** Your task **
Your response should be every line from the entries that includes the string "lock".

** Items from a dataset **

####################

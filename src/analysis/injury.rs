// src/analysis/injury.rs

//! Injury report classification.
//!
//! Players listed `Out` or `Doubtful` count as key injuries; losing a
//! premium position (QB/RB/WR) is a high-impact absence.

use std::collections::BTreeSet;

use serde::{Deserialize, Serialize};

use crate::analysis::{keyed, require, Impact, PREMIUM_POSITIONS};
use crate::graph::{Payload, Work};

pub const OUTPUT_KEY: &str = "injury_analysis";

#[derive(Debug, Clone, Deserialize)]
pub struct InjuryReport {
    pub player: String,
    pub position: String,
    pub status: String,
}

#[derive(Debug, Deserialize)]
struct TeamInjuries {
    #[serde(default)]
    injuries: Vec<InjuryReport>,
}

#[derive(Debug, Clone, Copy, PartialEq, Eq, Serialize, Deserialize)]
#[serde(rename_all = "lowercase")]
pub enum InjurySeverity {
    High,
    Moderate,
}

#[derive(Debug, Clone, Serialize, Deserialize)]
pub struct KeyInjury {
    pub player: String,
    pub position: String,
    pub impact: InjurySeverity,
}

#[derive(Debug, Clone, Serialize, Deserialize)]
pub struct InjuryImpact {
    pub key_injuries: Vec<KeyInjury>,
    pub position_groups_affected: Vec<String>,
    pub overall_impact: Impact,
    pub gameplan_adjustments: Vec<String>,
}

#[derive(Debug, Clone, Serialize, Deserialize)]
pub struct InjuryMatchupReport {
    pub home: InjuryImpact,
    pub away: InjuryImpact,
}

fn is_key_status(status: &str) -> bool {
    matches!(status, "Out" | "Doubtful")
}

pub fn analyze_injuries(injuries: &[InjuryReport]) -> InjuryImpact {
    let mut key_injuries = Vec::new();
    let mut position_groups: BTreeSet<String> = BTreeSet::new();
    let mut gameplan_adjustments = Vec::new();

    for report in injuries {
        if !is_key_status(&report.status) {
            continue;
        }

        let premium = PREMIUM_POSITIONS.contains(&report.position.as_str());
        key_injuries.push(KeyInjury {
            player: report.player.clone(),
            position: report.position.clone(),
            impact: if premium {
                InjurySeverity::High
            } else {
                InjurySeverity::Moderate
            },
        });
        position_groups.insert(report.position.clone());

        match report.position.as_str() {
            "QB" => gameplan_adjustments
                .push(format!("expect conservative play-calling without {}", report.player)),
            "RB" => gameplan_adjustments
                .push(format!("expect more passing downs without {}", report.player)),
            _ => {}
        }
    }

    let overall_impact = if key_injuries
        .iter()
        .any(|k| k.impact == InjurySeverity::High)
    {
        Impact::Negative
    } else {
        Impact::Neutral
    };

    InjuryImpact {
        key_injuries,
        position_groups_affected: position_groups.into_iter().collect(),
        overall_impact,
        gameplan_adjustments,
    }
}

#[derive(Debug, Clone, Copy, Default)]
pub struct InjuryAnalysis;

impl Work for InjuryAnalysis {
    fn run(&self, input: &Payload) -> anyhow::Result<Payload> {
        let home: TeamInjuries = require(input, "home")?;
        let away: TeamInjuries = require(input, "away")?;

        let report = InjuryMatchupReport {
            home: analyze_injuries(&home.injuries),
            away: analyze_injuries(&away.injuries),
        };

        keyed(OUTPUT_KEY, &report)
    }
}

####################

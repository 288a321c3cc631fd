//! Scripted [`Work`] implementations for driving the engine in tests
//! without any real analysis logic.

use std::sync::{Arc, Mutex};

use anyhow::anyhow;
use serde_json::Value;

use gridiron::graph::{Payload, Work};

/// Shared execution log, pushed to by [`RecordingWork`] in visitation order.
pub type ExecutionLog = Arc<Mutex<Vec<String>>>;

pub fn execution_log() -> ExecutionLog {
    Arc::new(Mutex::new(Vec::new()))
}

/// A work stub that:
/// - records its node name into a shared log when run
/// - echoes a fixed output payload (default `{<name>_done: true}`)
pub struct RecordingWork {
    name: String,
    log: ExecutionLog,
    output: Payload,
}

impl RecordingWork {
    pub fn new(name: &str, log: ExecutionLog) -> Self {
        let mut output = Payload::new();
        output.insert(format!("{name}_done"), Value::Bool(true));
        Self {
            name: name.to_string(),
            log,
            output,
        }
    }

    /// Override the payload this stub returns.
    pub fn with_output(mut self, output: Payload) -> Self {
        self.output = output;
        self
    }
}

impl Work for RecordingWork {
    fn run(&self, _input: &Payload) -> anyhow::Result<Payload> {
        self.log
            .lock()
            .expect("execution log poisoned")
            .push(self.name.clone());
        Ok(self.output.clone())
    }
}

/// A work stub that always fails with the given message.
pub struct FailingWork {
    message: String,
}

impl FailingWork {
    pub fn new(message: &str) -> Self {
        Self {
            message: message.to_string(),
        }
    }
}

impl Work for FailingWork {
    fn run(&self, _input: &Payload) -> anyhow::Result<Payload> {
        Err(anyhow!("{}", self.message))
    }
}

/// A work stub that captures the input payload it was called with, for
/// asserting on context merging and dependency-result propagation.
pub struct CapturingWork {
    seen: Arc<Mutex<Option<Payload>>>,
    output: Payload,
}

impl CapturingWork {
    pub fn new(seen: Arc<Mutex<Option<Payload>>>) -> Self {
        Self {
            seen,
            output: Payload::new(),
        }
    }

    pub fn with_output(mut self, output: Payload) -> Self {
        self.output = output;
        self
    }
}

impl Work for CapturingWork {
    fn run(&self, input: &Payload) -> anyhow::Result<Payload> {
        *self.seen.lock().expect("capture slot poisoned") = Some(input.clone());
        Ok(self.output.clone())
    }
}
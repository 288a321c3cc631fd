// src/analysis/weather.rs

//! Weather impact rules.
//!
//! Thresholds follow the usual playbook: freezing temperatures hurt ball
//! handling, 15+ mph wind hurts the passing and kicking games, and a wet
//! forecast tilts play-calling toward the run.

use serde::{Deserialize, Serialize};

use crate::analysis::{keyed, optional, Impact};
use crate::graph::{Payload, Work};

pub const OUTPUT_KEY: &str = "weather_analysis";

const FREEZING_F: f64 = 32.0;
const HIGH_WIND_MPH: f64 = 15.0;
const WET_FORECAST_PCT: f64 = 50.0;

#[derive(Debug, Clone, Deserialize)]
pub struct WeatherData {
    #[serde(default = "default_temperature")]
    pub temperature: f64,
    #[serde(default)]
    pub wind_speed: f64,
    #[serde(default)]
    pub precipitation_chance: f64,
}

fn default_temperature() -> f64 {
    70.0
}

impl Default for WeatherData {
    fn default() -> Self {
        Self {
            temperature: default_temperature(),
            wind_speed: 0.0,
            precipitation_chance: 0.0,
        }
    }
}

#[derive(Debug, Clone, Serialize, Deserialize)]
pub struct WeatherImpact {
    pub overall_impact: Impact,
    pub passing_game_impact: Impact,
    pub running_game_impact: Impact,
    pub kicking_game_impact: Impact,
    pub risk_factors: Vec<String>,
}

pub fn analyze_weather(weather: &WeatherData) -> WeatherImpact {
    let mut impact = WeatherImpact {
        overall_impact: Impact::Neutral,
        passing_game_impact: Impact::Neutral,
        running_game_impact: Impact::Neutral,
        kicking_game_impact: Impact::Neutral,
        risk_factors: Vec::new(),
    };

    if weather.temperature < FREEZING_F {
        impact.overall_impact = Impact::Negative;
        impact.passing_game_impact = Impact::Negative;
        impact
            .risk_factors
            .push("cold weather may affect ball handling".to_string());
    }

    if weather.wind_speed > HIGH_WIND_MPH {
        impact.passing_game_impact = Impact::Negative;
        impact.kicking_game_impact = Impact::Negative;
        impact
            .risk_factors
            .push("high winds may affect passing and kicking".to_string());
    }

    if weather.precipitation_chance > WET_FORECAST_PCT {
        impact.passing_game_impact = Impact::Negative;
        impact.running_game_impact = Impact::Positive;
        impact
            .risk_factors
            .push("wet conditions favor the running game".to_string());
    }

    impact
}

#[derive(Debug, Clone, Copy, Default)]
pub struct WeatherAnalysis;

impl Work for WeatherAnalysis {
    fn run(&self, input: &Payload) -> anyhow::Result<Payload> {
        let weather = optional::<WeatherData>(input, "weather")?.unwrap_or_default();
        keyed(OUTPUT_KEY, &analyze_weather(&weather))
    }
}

####################

** Response area **
            .lock()
        *self.seen.lock().expect("capture slot poisoned") = Some(input.clone());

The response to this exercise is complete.